Cancer is like any other major illness in that it tends to make a lot of people very eager to have a good, close look at your body. Unfortunately, the overwhelming majority of these are in the medical profession and their interest is in a professional capacity. If they're not poking around inside with an array of instruments that could have been derived from a particularly feverish fantasy of the Marquis De Sade, then they are attaching things to your torso or sticking a clothes peg on your nose or dumping you on the scales - which in my case produce a gargantuan figure which could conceivably be taken for an international telephone number.
If you're anything like me, then you may be at least a little bit wary of other people seeing your body. When I can't see it, it's easy to pretend that it looks absolutely fine, even if catching a glance in the mirror after a shower makes me think that some gargantuan pink monster has just invaded the bedroom. If someone else is going to see me naked then I usually make sure it's done in dim lighting after I've hidden their glasses. But illness changes all that. Suddenly, I'm expected to lose any notion of reserve and be willing to strip off and stop whining. There's a distinct briskness to the tone of the nurse in charge indicating that this is all perfectly normal and I haven't got anything they haven't seen before. How they know this is a moot point. But clearly I haven't because the revelation tends to received with a casualness that borders on disdain.
For certain procedures, the medics try and maintain a semblance of dignity by giving you a hospital gown to wear. Unfortunately, unless you are a very standard size - and I am not, having shoulders the width of a small bus - then they don't usually fit and if they do, they leave a vast gaping hole at the back which gives the world the exciting prospect of a lengthy view of my hairy backside. Last time, during my CT scan, the nurse came up with a brilliant idea of giving me two, one worn normally and the other like a straitjacket and this did at least give me a certain self-confidence that waiting relatives wouldn't be wondering whether or not they could show a Cinemascope epic on my capacious behind. I would be quite happy to wear a t-shirt and underwear but this seems to be frowned upon, even if your pants aren't the colour of thousand-wash grey.

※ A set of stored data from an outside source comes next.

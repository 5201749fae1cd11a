use crate::models::{RawRegisterRequest, RegisterRequest, User, normalize_username};
use crate::repository::UserRepository;
use argon2::{
    Argon2,
    password_hash::{Error as PasswordHashError, PasswordHash, PasswordHasher, PasswordVerifier, SaltString},
};
use common::ValidationErrors;
use database::{Database, RepositoryError};
use rand::rngs::OsRng;
use std::sync::LazyLock;
use tracing::instrument;

#[derive(Debug, thiserror::Error)]
pub enum UserError {
    #[error("Invalid input: {0}")]
    Validation(ValidationErrors),
    #[error("Username already exists")]
    Conflict,
    #[error("Invalid username or password")]
    InvalidCredentials,
    #[error("User not found")]
    NotFound,
    #[error("Database error: {0}")]
    Infrastructure(String),
}

impl From<RepositoryError> for UserError {
    fn from(err: RepositoryError) -> Self {
        match err {
            RepositoryError::NotFound => UserError::NotFound,
            RepositoryError::UniqueViolation(_) => UserError::Conflict,
            RepositoryError::Infrastructure(e) => UserError::Infrastructure(e.to_string()),
            _ => UserError::Infrastructure(err.to_string()),
        }
    }
}

fn hash_password(password: &str) -> Result<String, UserError> {
    let salt = SaltString::generate(&mut OsRng);
    Argon2::default()
        .hash_password(password.as_bytes(), &salt)
        .map(|hash| hash.to_string())
        .map_err(|e| UserError::Infrastructure(format!("Failed to hash password: {e}")))
}

fn verify_password(candidate: &str, stored: &str) -> Result<(), UserError> {
    let parsed = PasswordHash::new(stored)
        .map_err(|e| UserError::Infrastructure(format!("Stored password hash is invalid: {e}")))?;
    Argon2::default()
        .verify_password(candidate.as_bytes(), &parsed)
        .map_err(|err| match err {
            PasswordHashError::Password => UserError::InvalidCredentials,
            other => UserError::Infrastructure(format!("Password verification failed: {other}")),
        })
}

/// Verified against when the username is unknown, so both failure paths pay
/// for one argon2 verification.
static DUMMY_HASH: LazyLock<Option<String>> =
    LazyLock::new(|| hash_password("unknown-user-placeholder").ok());

pub struct UserService;

impl UserService {
    #[instrument(skip(db, raw), fields(username = %raw.username))]
    pub async fn register(db: &Database, raw: RawRegisterRequest) -> Result<User, UserError> {
        let req = RegisterRequest::new(raw).map_err(UserError::Validation)?;
        let password_hash = hash_password(req.password())?;

        let mut uow = db.begin().await?;
        let mut repo = UserRepository::new(uow.connection());

        let id = repo
            .create(req.username(), &password_hash, chrono::Utc::now())
            .await?;
        let user = repo.find_by_id(id).await?.ok_or(UserError::NotFound)?;

        uow.commit().await?;

        tracing::info!(user_id = user.id, "Registered user");
        Ok(user)
    }

    /// Unknown usernames and wrong passwords produce the same error.
    #[instrument(skip(db, password))]
    pub async fn authenticate(db: &Database, username: &str, password: &str) -> Result<User, UserError> {
        let username = normalize_username(username);

        let mut uow = db.begin().await?;
        let mut repo = UserRepository::new(uow.connection());

        let Some(creds) = repo.find_credentials(&username).await? else {
            if let Some(hash) = DUMMY_HASH.as_deref() {
                let _ = verify_password(password, hash);
            }
            return Err(UserError::InvalidCredentials);
        };

        verify_password(password, &creds.password_hash)?;
        Ok(creds.user)
    }

    #[instrument(skip(db))]
    pub async fn get_user(db: &Database, id: i64) -> Result<User, UserError> {
        let mut uow = db.begin().await?;
        let mut repo = UserRepository::new(uow.connection());

        repo.find_by_id(id).await?.ok_or(UserError::NotFound)
    }
}

#[cfg(test)]
mod tests {
    use super::*;
    use database::get_test_db;

    fn raw(username: &str, password: &str) -> RawRegisterRequest {
        RawRegisterRequest {
            username: username.to_string(),
            password: password.to_string(),
            confirm_password: password.to_string(),
        }
    }

    #[tokio::test]
    async fn test_register_then_authenticate() {
        let db = get_test_db().await;

        let user = UserService::register(&db, raw("TestUser", "TestPass123!")).await.unwrap();
        assert_eq!(user.username, "testuser");

        let logged_in = UserService::authenticate(&db, "  TESTUSER ", "TestPass123!").await.unwrap();
        assert_eq!(logged_in.id, user.id);
    }

    #[tokio::test]
    async fn test_password_is_not_stored_in_plaintext() {
        let db = get_test_db().await;
        UserService::register(&db, raw("testuser", "TestPass123!")).await.unwrap();

        let stored: String = sqlx::query_scalar("SELECT password_hash FROM users WHERE username = 'testuser'")
            .fetch_one(&db.pool)
            .await
            .unwrap();
        assert_ne!(stored, "TestPass123!");
        assert!(stored.starts_with("$argon2"));
    }

    #[tokio::test]
    async fn test_wrong_password_and_unknown_user_look_the_same() {
        let db = get_test_db().await;
        UserService::register(&db, raw("testuser", "TestPass123!")).await.unwrap();

        let wrong = UserService::authenticate(&db, "testuser", "WrongPass123!").await.unwrap_err();
        let unknown = UserService::authenticate(&db, "nobody", "TestPass123!").await.unwrap_err();
        assert!(matches!(wrong, UserError::InvalidCredentials));
        assert!(matches!(unknown, UserError::InvalidCredentials));
    }

    #[test]
    fn test_dummy_hash_is_verifiable() {
        let hash = DUMMY_HASH.as_deref().expect("dummy hash");
        assert!(hash.starts_with("$argon2"));
        assert!(matches!(
            verify_password("TestPass123!", hash),
            Err(UserError::InvalidCredentials)
        ));
    }

    #[tokio::test]
    async fn test_duplicate_username_conflicts_case_insensitively() {
        let db = get_test_db().await;
        UserService::register(&db, raw("testuser", "TestPass123!")).await.unwrap();

        let err = UserService::register(&db, raw("TestUser", "TestPass123!")).await.unwrap_err();
        assert!(matches!(err, UserError::Conflict));
    }

    #[tokio::test]
    async fn test_invalid_registration_writes_nothing() {
        let db = get_test_db().await;
        let err = UserService::register(&db, raw("x", "weak")).await.unwrap_err();
        assert!(matches!(err, UserError::Validation(_)));

        let count: i64 = sqlx::query_scalar("SELECT COUNT(*) FROM users")
            .fetch_one(&db.pool)
            .await
            .unwrap();
        assert_eq!(count, 0);
    }
}
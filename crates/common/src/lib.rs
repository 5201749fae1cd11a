use clap::Parser;
use database::Database;

pub mod auth;
pub mod money;
pub mod validation;

pub use money::{Money, MoneyError};
pub use validation::{FieldError, ValidationErrors};

#[derive(Clone)]
pub struct AppState {
    pub db: Database,
}

#[derive(Clone, Debug, Parser)]
#[command(author, version, about, long_about = None)]
pub struct Config {
    #[arg(long, env = "DATABASE_URL", default_value = "sqlite:finance.db")]
    pub database_url: String,

    #[arg(long, env = "PORT", default_value = "3000")]
    pub port: u16,

    /// Mark session cookies `Secure` (serve over HTTPS when set).
    #[arg(long, env = "SECURE_COOKIES", default_value_t = false)]
    pub secure_cookies: bool,
}
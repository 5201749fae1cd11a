pub mod category;
pub mod handler;
pub mod models;
mod repository;
pub mod service;

pub use category::{CategoryInfo, TransactionType, category_label};
pub use models::{Transaction, TransactionFilter, TransactionTotals};
pub use service::{TransactionError, TransactionService};
use crate::money::{Money, MoneyError};
use axum::{
    Json,
    http::StatusCode,
    response::{IntoResponse, Response},
};
use chrono::NaiveDate;
use serde::{Deserialize, Deserializer, Serialize};
use std::fmt;

#[derive(Debug, Clone, PartialEq, Eq, Serialize)]
pub struct FieldError {
    pub field: &'static str,
    pub message: String,
}

/// Field-scoped validation failures collected over a whole entity.
///
/// Validators push every problem they find instead of stopping at the first
/// one, so a caller can show all of them next to their fields at once.
#[derive(Debug, Clone, Default, PartialEq, Eq, Serialize)]
pub struct ValidationErrors {
    errors: Vec<FieldError>,
}

impl ValidationErrors {
    pub fn new() -> Self {
        Self::default()
    }

    pub fn single(field: &'static str, message: impl Into<String>) -> Self {
        let mut errors = Self::new();
        errors.add(field, message);
        errors
    }

    pub fn add(&mut self, field: &'static str, message: impl Into<String>) {
        self.errors.push(FieldError {
            field,
            message: message.into(),
        });
    }

    pub fn is_empty(&self) -> bool {
        self.errors.is_empty()
    }

    pub fn len(&self) -> usize {
        self.errors.len()
    }

    pub fn has(&self, field: &str) -> bool {
        self.errors.iter().any(|e| e.field == field)
    }

    pub fn messages_for<'a>(&'a self, field: &'a str) -> impl Iterator<Item = &'a str> + 'a {
        self.errors
            .iter()
            .filter(move |e| e.field == field)
            .map(|e| e.message.as_str())
    }

    pub fn iter(&self) -> impl Iterator<Item = &FieldError> {
        self.errors.iter()
    }

    /// `Ok(value)` when nothing was recorded.
    pub fn into_result<T>(self, value: T) -> Result<T, Self> {
        if self.is_empty() { Ok(value) } else { Err(self) }
    }
}

impl fmt::Display for ValidationErrors {
    fn fmt(&self, f: &mut fmt::Formatter<'_>) -> fmt::Result {
        let parts: Vec<String> = self
            .errors
            .iter()
            .map(|e| format!("{}: {}", e.field, e.message))
            .collect();
        f.write_str(&parts.join("; "))
    }
}

impl std::error::Error for ValidationErrors {}

/// Answered as `422` with every field error, so clients can place each message.
impl IntoResponse for ValidationErrors {
    fn into_response(self) -> Response {
        (
            StatusCode::UNPROCESSABLE_ENTITY,
            Json(serde_json::json!({ "errors": self.errors })),
        )
            .into_response()
    }
}

/// Parses a raw amount, recording format and precision problems against `field`.
pub fn parse_money(errors: &mut ValidationErrors, field: &'static str, raw: &str) -> Option<Money> {
    match raw.parse::<Money>() {
        Ok(money) => Some(money),
        Err(MoneyError::Precision(_)) => {
            errors.add(field, "Amount cannot have more than 2 decimal places.");
            None
        }
        Err(MoneyError::Format(_)) => {
            errors.add(field, "Invalid amount format.");
            None
        }
    }
}

/// Records an error unless `min <= value <= max`.
pub fn check_money_range(
    errors: &mut ValidationErrors,
    field: &'static str,
    value: Money,
    min: Money,
    max: Money,
) -> bool {
    if value < min || value > max {
        errors.add(
            field,
            format!("Amount must be between {} and {}", min, max),
        );
        return false;
    }
    true
}

pub fn parse_date(errors: &mut ValidationErrors, field: &'static str, raw: &str) -> Option<NaiveDate> {
    match NaiveDate::parse_from_str(raw.trim(), "%Y-%m-%d") {
        Ok(date) => Some(date),
        Err(_) => {
            errors.add(field, "Invalid date format, expected YYYY-MM-DD");
            None
        }
    }
}

/// Length in characters, not bytes.
pub fn char_len(s: &str) -> usize {
    s.chars().count()
}

#[derive(Deserialize)]
#[serde(untagged)]
enum AmountText {
    Text(String),
    Number(serde_json::Number),
}

/// Lets raw request structs take an amount as either `"12.50"` or `12.5`
/// while keeping the text for [`parse_money`].
pub fn amount_text<'de, D: Deserializer<'de>>(deserializer: D) -> Result<String, D::Error> {
    Ok(match AmountText::deserialize(deserializer)? {
        AmountText::Text(s) => s,
        AmountText::Number(n) => n.to_string(),
    })
}

/// [`amount_text`] for optional fields. Pair with `#[serde(default)]`.
pub fn optional_amount_text<'de, D: Deserializer<'de>>(deserializer: D) -> Result<Option<String>, D::Error> {
    Ok(Option::<AmountText>::deserialize(deserializer)?.map(|amount| match amount {
        AmountText::Text(s) => s,
        AmountText::Number(n) => n.to_string(),
    }))
}
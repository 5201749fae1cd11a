pub mod handler;
pub mod models;
mod repository;
pub mod service;

pub use models::{Goal, GoalStatus, GoalView};
pub use service::{GoalError, GoalService};
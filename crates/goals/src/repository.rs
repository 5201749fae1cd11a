use crate::models::{Goal, GoalDraft, GoalStatus};
use chrono::{DateTime, NaiveDate, Utc};
use common::Money;
use database::{self, RepositoryError};
use sqlx::FromRow;

const SELECT_COLUMNS: &str = "SELECT id, user_id, name, description, target_amount, current_amount, deadline, status, created_at FROM goals";

#[derive(FromRow)]
struct GoalRecord {
    id: i64,
    user_id: i64,
    name: String,
    description: Option<String>,
    target_amount: i64,  // Cents
    current_amount: i64, // Cents
    deadline: NaiveDate,
    status: String,
    created_at: DateTime<Utc>,
}

impl TryFrom<GoalRecord> for Goal {
    type Error = RepositoryError;

    fn try_from(record: GoalRecord) -> Result<Self, Self::Error> {
        let status = record
            .status
            .parse::<GoalStatus>()
            .map_err(RepositoryError::CorruptRow)?;

        Ok(Goal {
            id: record.id,
            user_id: record.user_id,
            name: record.name,
            description: record.description,
            target_amount: Money::from_cents(record.target_amount),
            current_amount: Money::from_cents(record.current_amount),
            deadline: record.deadline,
            status,
            created_at: record.created_at,
        })
    }
}

pub(crate) struct GoalRepository<'a> {
    conn: &'a mut database::Connection,
}

impl<'a> GoalRepository<'a> {
    pub fn new(conn: &'a mut database::Connection) -> Self {
        Self { conn }
    }

    pub async fn create(
        &mut self,
        user_id: i64,
        draft: &GoalDraft,
        created_at: DateTime<Utc>,
    ) -> Result<i64, RepositoryError> {
        let id: i64 = sqlx::query_scalar(
            "INSERT INTO goals (user_id, name, description, target_amount, current_amount, deadline, status, created_at) VALUES ($1, $2, $3, $4, $5, $6, $7, $8) RETURNING id",
        )
        .bind(user_id)
        .bind(draft.name())
        .bind(draft.description())
        .bind(draft.target_amount().cents())
        .bind(draft.current_amount().cents())
        .bind(draft.deadline())
        .bind(draft.status().as_str())
        .bind(created_at)
        .fetch_one(&mut *self.conn)
        .await?;

        Ok(id)
    }

    pub async fn find_by_id(&mut self, user_id: i64, id: i64) -> Result<Option<Goal>, RepositoryError> {
        let record = sqlx::query_as::<_, GoalRecord>(&format!(
            "{SELECT_COLUMNS} WHERE id = $1 AND user_id = $2"
        ))
        .bind(id)
        .bind(user_id)
        .fetch_optional(&mut *self.conn)
        .await?;

        record.map(Goal::try_from).transpose()
    }

    /// Earliest deadline first, newest first within a deadline.
    pub async fn list(&mut self, user_id: i64) -> Result<Vec<Goal>, RepositoryError> {
        let records = sqlx::query_as::<_, GoalRecord>(&format!(
            "{SELECT_COLUMNS} WHERE user_id = $1 ORDER BY deadline ASC, created_at DESC, id DESC"
        ))
        .bind(user_id)
        .fetch_all(&mut *self.conn)
        .await?;

        records.into_iter().map(Goal::try_from).collect()
    }

    /// Writes every mutable field of `goal` in one statement.
    pub async fn save(&mut self, goal: &Goal) -> Result<(), RepositoryError> {
        let result = sqlx::query(
            "UPDATE goals SET name = $1, description = $2, target_amount = $3, current_amount = $4, deadline = $5, status = $6 WHERE id = $7 AND user_id = $8",
        )
        .bind(&goal.name)
        .bind(&goal.description)
        .bind(goal.target_amount.cents())
        .bind(goal.current_amount.cents())
        .bind(goal.deadline)
        .bind(goal.status.as_str())
        .bind(goal.id)
        .bind(goal.user_id)
        .execute(&mut *self.conn)
        .await?;

        if result.rows_affected() == 0 {
            return Err(RepositoryError::NotFound);
        }
        Ok(())
    }

    pub async fn delete(&mut self, user_id: i64, id: i64) -> Result<(), RepositoryError> {
        let result = sqlx::query("DELETE FROM goals WHERE id = $1 AND user_id = $2")
            .bind(id)
            .bind(user_id)
            .execute(&mut *self.conn)
            .await?;

        if result.rows_affected() == 0 {
            return Err(RepositoryError::NotFound);
        }
        Ok(())
    }
}
// Keyfire Input Layer - Device Handles
// Open evdev nodes, validated and switched to non-blocking reads

use std::collections::VecDeque;
use std::io;
use std::os::unix::io::{AsRawFd, RawFd};
use std::path::{Path, PathBuf};

use evdev::raw_stream::RawDevice;
use evdev::EventType;

use super::device::{is_key_capable, DeviceCapabilities, DeviceError};
use super::event::{EventSource, RawEvent};
use crate::Key;

/// Opens device nodes for the registry.
///
/// The registry only needs something it can drain and poll, which keeps it
/// testable without real hardware.
pub trait DeviceOpener {
    type Device: EventSource + AsRawFd;

    /// Open and validate the node at `path`
    fn open(&mut self, path: &Path) -> Result<Self::Device, DeviceError>;
}

/// Opens real evdev nodes as [`DeviceHandle`]s
#[derive(Debug, Default, Clone, Copy)]
pub struct EvdevOpener;

impl DeviceOpener for EvdevOpener {
    type Device = DeviceHandle;

    fn open(&mut self, path: &Path) -> Result<DeviceHandle, DeviceError> {
        DeviceHandle::open(path)
    }
}

/// One open evdev node.
///
/// The descriptor is opened close-on-exec and switched to non-blocking mode,
/// and it is closed when the handle is dropped.
pub struct DeviceHandle {
    device: RawDevice,
    path: PathBuf,
    pending: VecDeque<RawEvent>,
}

impl DeviceHandle {
    /// Open `path` and make sure it reports key events
    pub fn open(path: &Path) -> Result<Self, DeviceError> {
        let open_error = |source| DeviceError::Open {
            path: path.to_path_buf(),
            source,
        };

        let device = RawDevice::open(path).map_err(open_error)?;

        let capabilities = capabilities_of(&device);
        if !is_key_capable(&capabilities) {
            return Err(DeviceError::NotKeyCapable {
                path: path.to_path_buf(),
            });
        }

        set_nonblocking(device.as_raw_fd()).map_err(open_error)?;

        Ok(Self {
            device,
            path: path.to_path_buf(),
            pending: VecDeque::new(),
        })
    }

    pub fn name(&self) -> &str {
        self.device.name().unwrap_or("Unknown")
    }

    pub fn path(&self) -> &Path {
        &self.path
    }
}

impl EventSource for DeviceHandle {
    fn read_event(&mut self) -> io::Result<Option<RawEvent>> {
        if self.pending.is_empty() {
            match self.device.fetch_events() {
                Ok(events) => self.pending.extend(
                    events.map(|e| RawEvent::new(e.event_type().0, e.code(), e.value())),
                ),
                Err(e) if e.kind() == io::ErrorKind::WouldBlock => return Ok(None),
                Err(e) => return Err(e),
            }
        }
        Ok(self.pending.pop_front())
    }

    fn has_pending(&self) -> bool {
        !self.pending.is_empty()
    }
}

impl AsRawFd for DeviceHandle {
    fn as_raw_fd(&self) -> RawFd {
        self.device.as_raw_fd()
    }
}

impl std::fmt::Debug for DeviceHandle {
    fn fmt(&self, f: &mut std::fmt::Formatter<'_>) -> std::fmt::Result {
        f.debug_struct("DeviceHandle")
            .field("name", &self.name())
            .field("path", &self.path)
            .field("fd", &self.as_raw_fd())
            .finish()
    }
}

fn capabilities_of(device: &RawDevice) -> DeviceCapabilities {
    let has_ev_key = device.supported_events().contains(EventType::KEY);
    let keys: Vec<Key> = device
        .supported_keys()
        .map(|keys| keys.iter().map(|k| Key::from(k.code())).collect())
        .unwrap_or_default();
    DeviceCapabilities::new(has_ev_key, keys)
}

/// Switch a descriptor to non-blocking mode
pub(crate) fn set_nonblocking(fd: RawFd) -> io::Result<()> {
    // SAFETY: fcntl on a descriptor we own, no pointers involved.
    let flags = unsafe { libc::fcntl(fd, libc::F_GETFL) };
    if flags < 0 {
        return Err(io::Error::last_os_error());
    }
    if unsafe { libc::fcntl(fd, libc::F_SETFL, flags | libc::O_NONBLOCK) } < 0 {
        return Err(io::Error::last_os_error());
    }
    Ok(())
}

#[cfg(test)]
mod tests {
    use super::*;

    #[test]
    fn test_open_missing_node_fails() {
        let err = DeviceHandle::open(Path::new("/dev/input/does-not-exist")).unwrap_err();
        assert!(matches!(err, DeviceError::Open { .. }));
    }

    #[test]
    fn test_open_non_device_fails() {
        // A regular file is not an evdev node; the capability ioctls fail.
        let err = DeviceHandle::open(Path::new("/proc/self/status")).unwrap_err();
        assert!(matches!(err, DeviceError::Open { .. }));
    }

    #[test]
    fn test_set_nonblocking_on_pipe() {
        let mut fds = [0; 2];
        assert_eq!(unsafe { libc::pipe(fds.as_mut_ptr()) }, 0);
        set_nonblocking(fds[0]).unwrap();
        let flags = unsafe { libc::fcntl(fds[0], libc::F_GETFL) };
        assert_ne!(flags & libc::O_NONBLOCK, 0);
        unsafe {
            libc::close(fds[0]);
            libc::close(fds[1]);
        }
    }
}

But once you're in the room, there's no room for reticence as you're manipulated this way and that. If you've had a colonoscopy then you'll know that they waste no time in getting you to point your bottom in an exaggerated fashion so they can penetrate it with a long tube, usually within ten seconds of saying hello. The important thing is to try and distance yourself from the moment. I know some of you like to live in the moment but when you've got a tube sticking up down you then the moment doesn't seem worth relishing. I've been lucky enough to have wonderful people performing my investigations - I swear that I was held and comforted at every moment during my gastroscopy - although when I'm told encouragingly how well I'm doing, I reflect that I could reply that I'm not really doing anything. Except alternately belching and whelping. So retreating inside my mind is probably the most attractive option. During the last one, I thought of my mum - who died in June - and how we would have laughed about the minutiae of the procedure. I thought of my childhood, my university days, and my teaching career. I thought of the people I love, have loved, and who didn't always love me back. I tried, above all, to think of what makes me me, and the all of the tiny slivers of memory which make up a life.
This is a way to create dignity out of indignity - a sense of one's individual self which would otherwise be lost in a morass of pain and helplessness. Then you can laugh at the small humiliations which are a necessary part of discovering you are ill, and then becoming well.